Proof: Necessity is obvious. For sufficiency, suppose $\mathcal{F}$ has the property described in the Theorem above. For $\varepsilon>0$ choose let $a$, $g_\varepsilon\in L^+_1$ and $\delta_\varepsilon$ as in the statement of the Theorem. For any $c>0$ $$\int_{\{|f|>cg\}}g\,d\mu \leq\frac{1}{c}\int_{\{|f|>cg_\varepsilon\}}|f|\,d\mu\leq\frac{a}{c}$$ Thus, for $c>\frac{a}{\delta_\varepsilon}$, we obtain that $\int_{\{|f|>cg_\varepsilon\}}g_\varepsilon\,d\mu<\delta_\varepsilon$ and so, $$\int_{\{|f|>cg_\varepsilon\}}|f|\,d\mu<\varepsilon$$ The uniform integrability follows.


The case $\mu(\Omega)<\infty$ is of interest in the Theory of Probability. In this case, the infimum in Definition H (equivalently in Definition H') can be taken over nonnegative numbers:

Theorem 2: Suppose $(X,\mathscr{F},\mu)$ is a finite measure space. A family $\mathcal{F}\subset L_1$ is uniformly integrable iff $$\begin{align} \inf_{a\geq0}\sup_{f\in\mathcal{F}}\int_{\{|f|>a\}}|f|\,d\mu=0\tag{4}\label{four} \end{align}$$ or equivalently $$\begin{align} \inf_{a>0}\sup_{f\in\mathcal{F}}\int_X(|f|-a)_+\,d\mu=0\tag{4'}\label{fourp} \end{align}$$

Proof: Given $\varepsilon>0$ choose $g_\varepsilon\in L^+_1$ and $a_\varepsilon\in(0,\infty)$ such that $$\begin{align} \sup_{f\in \mathcal{F}}\int_{\{|f|>g_\varepsilon\}}|f|\,d\mu<\varepsilon/2, \qquad \int_{\{g_\varepsilon>a_\varepsilon\}}g\,d\mu<\varepsilon/2\end{align}$$ Then, for any $f\in \mathcal{F}$ $$\int_{\{|f|>a_\varepsilon\}}|f|\,d\mu\leq\int_{\{|f|>g_\varepsilon\}}|f|\,d\mu+\int_{\{g>a_\varepsilon\}}g_\varepsilon\,d\mu<\varepsilon$$ Conversely, when $\mu(X)<\infty$, the family of nonnegative constant functions is contained in $L^+_1$ and so, \eqref{four} implies \eqref{one}

Comment: Versions of this theorem are stated as a definition in many probability textbooks.


For $\sigma$-finite measures, here is another equivalency found in the literature.

Theorem 3: Suppose $(X,\mathscr{B},\mu)$ is $\sigma$-finite and let $h\in L^+_1$ with $h>0$ a.s.
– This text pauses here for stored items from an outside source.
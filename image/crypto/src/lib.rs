/*++

Licensed under the Apache-2.0 license.

File Name:

   lib.rs

Abstract:

    RustCrypto backends for boot0 image verification and generation.

--*/

mod rsa_ops;
mod rustcrypto;
mod scheme;
mod sha256;

pub use rsa_ops::RsaStage8Ops;
pub use rustcrypto::{image_public_key, priv_key_from_pem, pub_key_from_pem, RsaPadding, RustCrypto};
pub use scheme::{Pkcs1v15Sha256, PssSha256};
pub use sha256::Sha256Ops;

use boot0_image_verify::SchemeTable;

pub static RSA_PSS_SHA256: PssSha256 = PssSha256;
pub static RSA_PKCS1V15_SHA256: Pkcs1v15Sha256 = Pkcs1v15Sha256;

/// Both RSA signature strategies.
pub fn rsa_schemes() -> SchemeTable<'static> {
    SchemeTable {
        rsa_pss_sha256: Some(&RSA_PSS_SHA256),
        rsa_pkcs1v15_sha256: Some(&RSA_PKCS1V15_SHA256),
    }
}
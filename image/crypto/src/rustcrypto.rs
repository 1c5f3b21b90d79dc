/*++

Licensed under the Apache-2.0 license.

File Name:

   rustcrypto.rs

Abstract:

    File contains crypto utilities needed to generate images.

--*/

use std::path::Path;

use anyhow::{anyhow, bail, Context};

use boot0_image_gen::{ImageGeneratorCrypto, ImagePublicKey};
use boot0_image_types::*;

use {
    rsa::pkcs8::{DecodePrivateKey, DecodePublicKey},
    rsa::traits::PublicKeyParts,
    rsa::{Pkcs1v15Sign, Pss, RsaPrivateKey, RsaPublicKey},
    sha2::Sha256,
};

/// Padding used when signing.
#[derive(Debug, Default, Copy, Clone, PartialEq, Eq)]
pub enum RsaPadding {
    #[default]
    Pss,
    Pkcs1v15,
}

pub struct RustCrypto {
    key: RsaPrivateKey,
    padding: RsaPadding,
    public: ImagePublicKey,
}

impl RustCrypto {
    pub fn new(key: RsaPrivateKey, padding: RsaPadding) -> anyhow::Result<Self> {
        if key.size() != RSA2048_BYTE_SIZE {
            bail!("Only RSA-{RSA2048_KEY_BITS} keys are supported");
        }
        let public = image_public_key(&key.to_public_key())?;
        Ok(Self {
            key,
            padding,
            public,
        })
    }

    /// Create a signer with a fresh random key.
    pub fn generate(padding: RsaPadding) -> anyhow::Result<Self> {
        let key = RsaPrivateKey::new(&mut rand::thread_rng(), RSA2048_KEY_BITS as usize)
            .context("Failed to generate RSA key")?;
        Self::new(key, padding)
    }

    pub fn from_pem_file(path: &Path, padding: RsaPadding) -> anyhow::Result<Self> {
        log::debug!("loading {:?} signing key {}", padding, path.display());
        Self::new(priv_key_from_pem(path)?, padding)
    }

    pub fn padding(&self) -> RsaPadding {
        self.padding
    }
}

impl ImageGeneratorCrypto for RustCrypto {
    fn public_key(&self) -> ImagePublicKey {
        self.public
    }

    fn sign(&self, digest: &Digest256) -> anyhow::Result<[u8; RSA2048_BYTE_SIZE]> {
        let signature = match self.padding {
            RsaPadding::Pss => self.key.sign_with_rng(
                &mut rand::thread_rng(),
                Pss::new_with_salt::<Sha256>(SHA256_DIGEST_BYTE_SIZE),
                digest,
            )?,
            RsaPadding::Pkcs1v15 => self.key.sign(Pkcs1v15Sign::new::<Sha256>(), digest)?,
        };
        signature
            .try_into()
            .map_err(|_| anyhow!("Unexpected signature length"))
    }
}

/// Convert an RSA public key to the key tag representation.
pub fn image_public_key(key: &RsaPublicKey) -> anyhow::Result<ImagePublicKey> {
    let n = key.n().to_bytes_be();
    if n.len() > RSA2048_BYTE_SIZE {
        bail!("Modulus exceeds {RSA2048_KEY_BITS} bits");
    }
    let e = key.e().to_bytes_be();
    if e.len() > 4 {
        bail!("Public exponent does not fit in 32 bits");
    }
    let exponent = e.iter().fold(0u32, |acc, b| (acc << 8) | *b as u32);

    let mut modulus = [0u8; RSA2048_BYTE_SIZE];
    modulus[RSA2048_BYTE_SIZE - n.len()..].copy_from_slice(&n);
    Ok(ImagePublicKey { modulus, exponent })
}

pub fn pub_key_from_pem(path: &Path) -> anyhow::Result<ImagePublicKey> {
    let pem = std::fs::read_to_string(path)
        .with_context(|| format!("Failed to read public key PEM file {}", path.display()))?;
    let key = RsaPublicKey::from_public_key_pem(&pem)
        .with_context(|| format!("Failed to parse public key {}", path.display()))?;
    image_public_key(&key)
}

pub fn priv_key_from_pem(path: &Path) -> anyhow::Result<RsaPrivateKey> {
    let pem = std::fs::read_to_string(path)
        .with_context(|| format!("Failed to read private key PEM file {}", path.display()))?;
    RsaPrivateKey::from_pkcs8_pem(&pem)
        .with_context(|| format!("Failed to parse private key {}", path.display()))
}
A family $\mathcal{F}\subset L_1$ is uniformly integrable iff

  • (i) $a:=\sup_{f\in\mathcal{F}}\|f\|_1<\infty$, and
  • (ii) for any $\varepsilon>0$ there is $\delta>0$ such that, for any $A\in\mathscr{B}$ $$\int_Ah\,d\mu<\delta,\qquad\text{then}\quad \sup_{f\in\mathcal{F}}\int_A|f|\,d\mu<\varepsilon$$

Comment: Notice that if $\mu(X)<\infty$, one may take $h\equiv1$ to obtain another familiar definition of uniform integrability that appears in many probability textbooks.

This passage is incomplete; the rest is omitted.